We all want to grow the kingdom, right? We all want to seek and save the lost, right? We all want to lead as many people as possible to salvation, right?
Then, why, for the love of God, do we preach all manner of behavior modification, none of which could save a single one of us, when only the gospel saves?
Paul writes in Romans 1:16, ” I am not ashamed of the gospel, because it is the power of God for the salvation of everyone who believes.”
Yet if we could label our churches with the Nutrition Facts found on your can of soup, I reckon many would say in the fine print, “Not a significant source of gospel.” Are we ashamed?
If the gospel is the power to save, shouldn’t it be the meat of the message, not saved for the add-on invitation or for a special service every few weeks?

3. Because It is of First Importance

If holding the gospel as the power to save doesn’t push us toward greater gospel-centeredness, certainly Paul’s claim that it is of “first importance” (1 Cor. 15:3) should do the trick. But, again, we hold off on the gospel. We make it occasional or half-hearted, thereby ascribing it lesser worth than our very important and self-devised Six Steps for Successful Living.
In a recent White Horse Inn podcast, the fellows warned listeners to beware the preacher who says, “Well, of course the gospel.” The point here is that they are highlighting so much of what they do that is not the gospel and then when asked about the gospel’s absence, they say, “Well, of course the gospel.” In such churches the gospel is implied. Which means it is an afterthought. An implied gospel is a gospel FAIL.

The gospel should not be implied. It is of first importance. It should be the clearest, most prevalent message and theme of all a community’s worship and focus.

4. Because It Glorifies God

The gospel is not advice. It is news.
It is not “Do more, be more, try more.” It is the message that the work is done.
The gospel does not say “Pull yourself up by your bootstraps.” It says “It is finished!”

Our flesh hates this contrast. We hate it because the gospel says to us “You can’t do it; you are unable; you are deficient.” And we don’t like to hear that. Nobody wants to hear that we are incapable of saving ourselves, that in our insidest insides we are broken and cannot repair ourselves.
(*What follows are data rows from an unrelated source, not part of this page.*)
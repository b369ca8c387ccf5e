//! Errors from loading, validating and writing configuration.

use std::path::PathBuf;

#[derive(Debug, thiserror::Error)]
pub enum ConfigError {
    #[error("cannot read {}: {source}", path.display())]
    ReadFile {
        path: PathBuf,
        #[source]
        source: std::io::Error,
    },

    #[error("cannot write {}: {source}", path.display())]
    WriteFile {
        path: PathBuf,
        #[source]
        source: std::io::Error,
    },

    /// The file is neither valid JSON5 nor matches the config schema.
    #[error("malformed config: {0}")]
    ParseJson5(#[from] serde_json5::Error),

    #[error("cannot serialize config: {0}")]
    SerializeJson(#[from] serde_json::Error),

    #[error("invalid storage key {key:?}: {reason}")]
    InvalidStorageKey { key: String, reason: String },

    /// A millisecond setting is outside its allowed range.
    #[error("invalid {setting}: {value} ms is outside {min}..={max} ms")]
    InvalidDuration {
        /// The setting as written in the config file, e.g. `ui.highlight_ms`.
        setting: &'static str,
        value: u64,
        min: u64,
        max: u64,
    },
}

pub type Result<T> = std::result::Result<T, ConfigError>;

#[cfg(test)]
mod tests {
    use super::*;

    #[test]
    fn error_display_invalid_duration() {
        let err = ConfigError::InvalidDuration {
            setting: "notifications.dismiss_after_ms",
            value: 10,
            min: 500,
            max: 60_000,
        };
        assert_eq!(
            err.to_string(),
            "invalid notifications.dismiss_after_ms: 10 ms is outside 500..=60000 ms"
        );
    }

    #[test]
    fn error_display_read_file() {
        let err = ConfigError::ReadFile {
            path: PathBuf::from("/etc/devboard.json5"),
            source: std::io::Error::new(std::io::ErrorKind::NotFound, "missing"),
        };
        assert_eq!(err.to_string(), "cannot read /etc/devboard.json5: missing");
    }

    #[test]
    fn error_display_invalid_storage_key() {
        let err = ConfigError::InvalidStorageKey {
            key: "a/b".to_string(),
            reason: "contains '/'".to_string(),
        };
        assert_eq!(
            err.to_string(),
            "invalid storage key \"a/b\": contains '/'"
        );
    }
}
But this is what the gospel forces us to admit. And because it forces us to admit we are sinners deserving punishment with no inherent means of rescue, it forces us to admit that only God can save us, which forces us to reckon with the gospel truth that salvation is God’s work, not ours. God gets the credit. Grace means getting what we didn’t deserve, and the gospel of grace announces that “While we were yet sinners, Christ died for us” (Rom. 5:8).

When we insist on preaching about our efforts and making the gospel an afterthought, we have begun glorifying our works, glorifying ourselves. But when we center on the gospel and revel in its proclamation, we are glorifying God, because we are holding Christ’s finished good work more important than our insufficient good works.

The gospel is the hope of the world. It is my hope and it is yours. It should be our prayer and our humble insistence, then, that the people named for the gospel live and preach true to their name once again.